### PROBLEM
Transcribe the records below exactly, from their first line through the line containing "#[schema(value_type = String, format". Omit every line after it.

### DATA
========

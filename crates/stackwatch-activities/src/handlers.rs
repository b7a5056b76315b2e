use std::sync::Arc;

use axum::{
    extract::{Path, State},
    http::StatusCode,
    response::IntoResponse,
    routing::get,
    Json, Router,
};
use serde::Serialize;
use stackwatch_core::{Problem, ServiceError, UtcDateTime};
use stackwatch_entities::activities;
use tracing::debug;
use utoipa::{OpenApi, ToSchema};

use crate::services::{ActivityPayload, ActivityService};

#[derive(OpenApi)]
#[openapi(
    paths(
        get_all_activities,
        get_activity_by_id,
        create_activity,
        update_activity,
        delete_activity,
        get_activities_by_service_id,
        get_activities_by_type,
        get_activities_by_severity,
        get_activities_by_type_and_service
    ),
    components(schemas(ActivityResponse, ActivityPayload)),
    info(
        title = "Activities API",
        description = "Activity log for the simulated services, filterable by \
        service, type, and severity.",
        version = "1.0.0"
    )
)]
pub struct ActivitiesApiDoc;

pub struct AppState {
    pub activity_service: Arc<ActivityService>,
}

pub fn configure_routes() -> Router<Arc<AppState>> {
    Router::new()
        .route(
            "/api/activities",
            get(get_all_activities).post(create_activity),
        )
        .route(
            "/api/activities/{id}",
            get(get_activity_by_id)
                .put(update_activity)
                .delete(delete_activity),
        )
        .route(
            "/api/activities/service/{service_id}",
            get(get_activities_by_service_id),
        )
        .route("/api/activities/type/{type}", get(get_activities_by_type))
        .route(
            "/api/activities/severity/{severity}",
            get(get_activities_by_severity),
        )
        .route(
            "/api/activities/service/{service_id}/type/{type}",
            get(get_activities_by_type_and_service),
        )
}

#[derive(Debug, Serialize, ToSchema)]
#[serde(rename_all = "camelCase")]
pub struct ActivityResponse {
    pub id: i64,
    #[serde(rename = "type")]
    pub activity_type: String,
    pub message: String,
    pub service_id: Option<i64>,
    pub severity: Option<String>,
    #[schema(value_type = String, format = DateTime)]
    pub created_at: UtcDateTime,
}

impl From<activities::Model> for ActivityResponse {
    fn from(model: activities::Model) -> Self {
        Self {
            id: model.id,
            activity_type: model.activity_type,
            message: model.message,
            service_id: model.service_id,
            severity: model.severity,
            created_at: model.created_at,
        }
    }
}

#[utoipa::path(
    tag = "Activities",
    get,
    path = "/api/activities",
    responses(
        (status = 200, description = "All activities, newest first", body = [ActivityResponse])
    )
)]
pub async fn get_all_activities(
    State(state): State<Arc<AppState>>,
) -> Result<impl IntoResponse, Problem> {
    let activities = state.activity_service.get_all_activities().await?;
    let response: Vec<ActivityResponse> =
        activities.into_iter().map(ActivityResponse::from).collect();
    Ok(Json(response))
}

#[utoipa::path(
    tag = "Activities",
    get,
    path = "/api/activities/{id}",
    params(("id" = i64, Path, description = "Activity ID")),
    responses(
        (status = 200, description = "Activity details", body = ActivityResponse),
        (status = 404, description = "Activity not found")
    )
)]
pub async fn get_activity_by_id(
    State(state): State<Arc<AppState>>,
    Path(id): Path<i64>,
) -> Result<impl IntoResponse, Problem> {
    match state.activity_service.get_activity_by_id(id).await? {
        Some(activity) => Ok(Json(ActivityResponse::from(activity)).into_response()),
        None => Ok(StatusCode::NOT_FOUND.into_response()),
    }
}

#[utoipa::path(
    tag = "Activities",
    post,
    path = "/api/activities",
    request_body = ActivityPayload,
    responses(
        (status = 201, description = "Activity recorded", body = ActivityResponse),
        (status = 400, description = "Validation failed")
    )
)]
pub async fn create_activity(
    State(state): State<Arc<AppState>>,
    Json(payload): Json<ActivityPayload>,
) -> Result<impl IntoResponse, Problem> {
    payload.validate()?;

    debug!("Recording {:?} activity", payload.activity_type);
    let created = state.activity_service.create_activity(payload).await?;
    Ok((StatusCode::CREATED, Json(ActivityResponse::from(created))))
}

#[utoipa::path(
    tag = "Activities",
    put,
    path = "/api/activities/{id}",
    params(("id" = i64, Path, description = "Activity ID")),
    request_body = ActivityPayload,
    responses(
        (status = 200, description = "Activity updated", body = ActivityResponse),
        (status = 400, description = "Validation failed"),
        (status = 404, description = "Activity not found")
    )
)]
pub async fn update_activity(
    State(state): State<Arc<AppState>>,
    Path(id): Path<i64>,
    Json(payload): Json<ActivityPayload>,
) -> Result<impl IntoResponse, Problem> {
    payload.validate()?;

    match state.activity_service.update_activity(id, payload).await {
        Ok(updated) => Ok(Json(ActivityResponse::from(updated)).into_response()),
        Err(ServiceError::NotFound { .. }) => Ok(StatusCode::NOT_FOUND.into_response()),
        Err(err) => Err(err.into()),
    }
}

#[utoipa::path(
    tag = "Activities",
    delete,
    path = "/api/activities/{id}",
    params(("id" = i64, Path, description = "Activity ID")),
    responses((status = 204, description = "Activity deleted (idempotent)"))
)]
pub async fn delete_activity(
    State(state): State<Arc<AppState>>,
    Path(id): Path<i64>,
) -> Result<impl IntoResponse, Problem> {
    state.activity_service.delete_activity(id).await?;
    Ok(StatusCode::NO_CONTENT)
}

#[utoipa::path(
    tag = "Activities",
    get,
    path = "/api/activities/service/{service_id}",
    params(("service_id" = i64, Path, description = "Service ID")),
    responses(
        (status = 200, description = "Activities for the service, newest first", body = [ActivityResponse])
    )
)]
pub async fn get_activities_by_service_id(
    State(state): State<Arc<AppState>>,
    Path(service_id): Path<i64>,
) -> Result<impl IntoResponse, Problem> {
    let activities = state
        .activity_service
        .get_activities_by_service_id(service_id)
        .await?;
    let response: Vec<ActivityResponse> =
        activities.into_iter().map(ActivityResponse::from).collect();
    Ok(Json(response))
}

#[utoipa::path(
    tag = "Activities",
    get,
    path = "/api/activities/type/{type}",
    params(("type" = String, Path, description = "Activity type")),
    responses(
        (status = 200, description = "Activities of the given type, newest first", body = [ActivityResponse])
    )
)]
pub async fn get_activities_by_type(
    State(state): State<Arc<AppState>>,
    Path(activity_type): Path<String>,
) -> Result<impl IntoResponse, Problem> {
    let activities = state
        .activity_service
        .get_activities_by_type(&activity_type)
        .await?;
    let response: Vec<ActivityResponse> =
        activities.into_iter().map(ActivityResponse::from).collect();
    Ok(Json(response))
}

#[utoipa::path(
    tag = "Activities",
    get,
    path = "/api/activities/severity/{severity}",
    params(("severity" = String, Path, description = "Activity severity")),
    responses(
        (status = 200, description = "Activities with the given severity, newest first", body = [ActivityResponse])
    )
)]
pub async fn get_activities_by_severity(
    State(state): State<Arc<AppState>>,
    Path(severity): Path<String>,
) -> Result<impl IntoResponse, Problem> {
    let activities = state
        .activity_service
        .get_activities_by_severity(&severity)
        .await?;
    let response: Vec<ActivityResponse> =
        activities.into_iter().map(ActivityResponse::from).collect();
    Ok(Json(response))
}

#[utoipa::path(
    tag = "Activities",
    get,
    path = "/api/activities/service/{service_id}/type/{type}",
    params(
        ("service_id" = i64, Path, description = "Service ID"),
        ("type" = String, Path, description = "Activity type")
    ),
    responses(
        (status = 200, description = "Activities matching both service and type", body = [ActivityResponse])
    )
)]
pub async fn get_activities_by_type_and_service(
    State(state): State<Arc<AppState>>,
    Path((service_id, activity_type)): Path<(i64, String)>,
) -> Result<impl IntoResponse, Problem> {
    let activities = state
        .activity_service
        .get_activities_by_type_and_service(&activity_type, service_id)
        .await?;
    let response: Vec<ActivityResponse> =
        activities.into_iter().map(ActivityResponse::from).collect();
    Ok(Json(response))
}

========

### OUTPUT
filename crates/stackwatch-activities/src/handlers.rs
repository b7a5056b76315b2e
use std::sync::Arc;

use axum::{
    extract::{Path, State},
    http::StatusCode,
    response::IntoResponse,
    routing::get,
    Json, Router,
};
use serde::Serialize;
use stackwatch_core::{Problem, ServiceError, UtcDateTime};
use stackwatch_entities::activities;
use tracing::debug;
use utoipa::{OpenApi, ToSchema};

use crate::services::{ActivityPayload, ActivityService};

#[derive(OpenApi)]
#[openapi(
    paths(
        get_all_activities,
        get_activity_by_id,
        create_activity,
        update_activity,
        delete_activity,
        get_activities_by_service_id,
        get_activities_by_type,
        get_activities_by_severity,
        get_activities_by_type_and_service
    ),
    components(schemas(ActivityResponse, ActivityPayload)),
    info(
        title = "Activities API",
        description = "Activity log for the simulated services, filterable by \
        service, type, and severity.",
        version = "1.0.0"
    )
)]
pub struct ActivitiesApiDoc;

pub struct AppState {
    pub activity_service: Arc<ActivityService>,
}

pub fn configure_routes() -> Router<Arc<AppState>> {
    Router::new()
        .route(
            "/api/activities",
            get(get_all_activities).post(create_activity),
        )
        .route(
            "/api/activities/{id}",
            get(get_activity_by_id)
                .put(update_activity)
                .delete(delete_activity),
        )
        .route(
            "/api/activities/service/{service_id}",
            get(get_activities_by_service_id),
        )
        .route("/api/activities/type/{type}", get(get_activities_by_type))
        .route(
            "/api/activities/severity/{severity}",
            get(get_activities_by_severity),
        )
        .route(
            "/api/activities/service/{service_id}/type/{type}",
            get(get_activities_by_type_and_service),
        )
}

#[derive(Debug, Serialize, ToSchema)]
#[serde(rename_all = "camelCase")]
pub struct ActivityResponse {
    pub id: i64,
    #[serde(rename = "type")]
    pub activity_type: String,
    pub message: String,
    pub service_id: Option<i64>,
    pub severity: Option<String>,
    #[schema(value_type = String, format = DateTime)]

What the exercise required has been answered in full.